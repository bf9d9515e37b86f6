//! Prometheus metrics for the mutation engine (spec §10), grounded on the
//! registry/streaming crates' metrics modules: explicit registry, no global
//! statics, constructed once and threaded through [`crate::engine::Engine`].

use prometheus::{IntCounter, IntCounterVec, IntGauge, Opts, Registry};

/// Metrics surfaced by the engine: pending-approval and connection gauges,
/// plus mutation/agent-task counters (spec §8 scenarios reference these by
/// name).
#[derive(Clone)]
pub struct EngineMetrics {
    pub registry: Registry,

    /// Proposals currently awaiting human approval.
    pub pending_approvals: IntGauge,
    /// Live channel sessions currently open.
    pub active_connections: IntGauge,

    pub mutations_proposed_total: IntCounter,
    pub mutations_completed_total: IntCounter,
    pub mutations_failed_total: IntCounter,

    /// Agent task outcomes by agent type and result (succeeded/failed/timed_out).
    pub agent_tasks_total: IntCounterVec,
}

impl EngineMetrics {
    pub fn new() -> Result<Self, prometheus::Error> {
        Self::with_registry(Registry::new())
    }

    pub fn with_registry(registry: Registry) -> Result<Self, prometheus::Error> {
        let pending_approvals = IntGauge::new(
            "mutation_engine_pending_approvals",
            "Proposals currently awaiting human approval",
        )?;
        let active_connections = IntGauge::new(
            "mutation_engine_active_connections",
            "Live channel sessions currently open",
        )?;
        let mutations_proposed_total = IntCounter::new(
            "mutation_engine_mutations_proposed_total",
            "Mutation proposals submitted",
        )?;
        let mutations_completed_total = IntCounter::new(
            "mutation_engine_mutations_completed_total",
            "Mutation proposals applied successfully",
        )?;
        let mutations_failed_total = IntCounter::new(
            "mutation_engine_mutations_failed_total",
            "Mutation proposals that ended in failure",
        )?;
        let agent_tasks_total = IntCounterVec::new(
            Opts::new("mutation_engine_agent_tasks_total", "Agent task outcomes"),
            &["agent_type", "outcome"],
        )?;

        registry.register(Box::new(pending_approvals.clone()))?;
        registry.register(Box::new(active_connections.clone()))?;
        registry.register(Box::new(mutations_proposed_total.clone()))?;
        registry.register(Box::new(mutations_completed_total.clone()))?;
        registry.register(Box::new(mutations_failed_total.clone()))?;
        registry.register(Box::new(agent_tasks_total.clone()))?;

        Ok(Self {
            registry,
            pending_approvals,
            active_connections,
            mutations_proposed_total,
            mutations_completed_total,
            mutations_failed_total,
            agent_tasks_total,
        })
    }

    pub fn record_agent_task(&self, agent_type: &str, outcome: &str) {
        self.agent_tasks_total
            .with_label_values(&[agent_type, outcome])
            .inc();
    }

    /// Render the registry as Prometheus text exposition format.
    pub fn encode(&self) -> Result<String, prometheus::Error> {
        use prometheus::{Encoder, TextEncoder};
        let encoder = TextEncoder::new();
        let families = self.registry.gather();
        let mut buf = Vec::new();
        encoder.encode(&families, &mut buf)?;
        Ok(String::from_utf8_lossy(&buf).into_owned())
    }
}
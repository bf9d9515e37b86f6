//! Error types for the spec graph.
//!
//! All errors implement `std::error::Error` via `thiserror` and map onto the
//! closed taxonomy the mutation engine surfaces to callers: validation and
//! dependency failures are reported, not panicked.

use thiserror::Error;

/// Errors produced by the graph repository and its algorithms.
#[derive(Debug, Error)]
pub enum GraphError {
    /// A node id was not found in the repository.
    #[error("node not found: {0}")]
    NodeNotFound(String),

    /// An edge id was not found in the repository.
    #[error("edge not found: {0}")]
    EdgeNotFound(String),

    /// An edge referenced a node that does not exist.
    #[error("edge {edge_id} references unknown node {node_id}")]
    DanglingReference { edge_id: String, node_id: String },

    /// Input failed to satisfy the declared contract.
    #[error("validation failed: {0}")]
    Validation(String),

    /// A circular dependency was detected where one is not permitted.
    #[error("circular dependency detected: {} cycle(s)", .0.len())]
    CircularDependency(Vec<crate::algorithms::dependency::CircularDependency>),

    /// A traversal exceeded `max_graph_traversal_depth`.
    #[error("traversal depth limit ({0}) exceeded")]
    DepthLimitExceeded(usize),

    /// The semantic index backend failed and no fallback was available.
    #[error("semantic index error: {0}")]
    SemanticIndex(String),
}

/// Result type used throughout the spec graph crate.
pub type Result<T> = std::result::Result<T, GraphError>;
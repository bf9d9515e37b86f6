//! Mutation engine binary: loads configuration, wires up an [`Engine`] with
//! one fallback-capable instance of each capability agent, and runs until
//! signalled to stop.

use std::sync::Arc;

use agent_runtime::agents::{
    ConflictAgent, DependencyAgent, ImpactAgent, MutationAgent, SemanticAgent, ValidatorAgent,
};
use agent_runtime::{AgentRegistration, AgentType};
use orchestrator::config::EngineConfig;
use orchestrator::engine::Engine;

#[tokio::main]
async fn main() -> Result<(), Box<dyn std::error::Error>> {
    let rust_log = std::env::var("RUST_LOG").unwrap_or_else(|_| "info".to_string());
    tracing_subscriber::fmt().with_env_filter(rust_log).init();

    tracing::info!("loading mutation engine configuration");
    let config = match std::env::var("MUTATION_ENGINE_CONFIG") {
        Ok(path) => {
            let config = EngineConfig::from_yaml_file(&path)?;
            tracing::info!(path, "configuration loaded");
            config
        }
        Err(_) => {
            tracing::info!("MUTATION_ENGINE_CONFIG unset, using defaults");
            EngineConfig::default()
        }
    };

    let engine = Engine::new(config);
    register_default_agents(&engine);
    tracing::info!("mutation engine ready");

    shutdown_signal().await;
    tracing::info!("mutation engine shutting down");
    Ok(())
}

fn register_default_agents(engine: &Engine) {
    engine.register_agent(
        AgentRegistration::new("validator-1", AgentType::Validator),
        Arc::new(ValidatorAgent::new("validator-1", None)),
    );
    engine.register_agent(
        AgentRegistration::new("dependency-1", AgentType::Dependency),
        Arc::new(DependencyAgent::new("dependency-1", None)),
    );
    engine.register_agent(
        AgentRegistration::new("semantic-1", AgentType::Semantic),
        Arc::new(SemanticAgent::new("semantic-1", None)),
    );
    engine.register_agent(
        AgentRegistration::new("impact-1", AgentType::Impact),
        Arc::new(ImpactAgent::new("impact-1", None)),
    );
    engine.register_agent(
        AgentRegistration::new("mutation-1", AgentType::Mutation),
        Arc::new(MutationAgent::new("mutation-1", None)),
    );
    engine.register_agent(
        AgentRegistration::new("conflict-1", AgentType::Conflict),
        Arc::new(ConflictAgent::new("conflict-1", None)),
    );
}

/// Signal for graceful shutdown (Ctrl-C or SIGTERM).
async fn shutdown_signal() {
    let ctrl_c = async {
        tokio::signal::ctrl_c()
            .await
            .expect("failed to install CTRL-C signal handler");
    };

    #[cfg(unix)]
    let terminate = async {
        tokio::signal::unix::signal(tokio::signal::unix::SignalKind::terminate())
            .expect("failed to install SIGTERM signal handler")
            .recv()
            .await;
    };

    #[cfg(not(unix))]
    let terminate = std::future::pending::<()>();

    tokio::select! {
        _ = ctrl_c => tracing::info!("received CTRL-C signal"),
        _ = terminate => tracing::info!("received SIGTERM signal"),
    }
}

• Problem: The response must contain each line above that holds the string "path".

• Answer to the exercise:
        Ok(path) => {
            let config = EngineConfig::from_yaml_file(&path)?;
            tracing::info!(path, "configuration loaded");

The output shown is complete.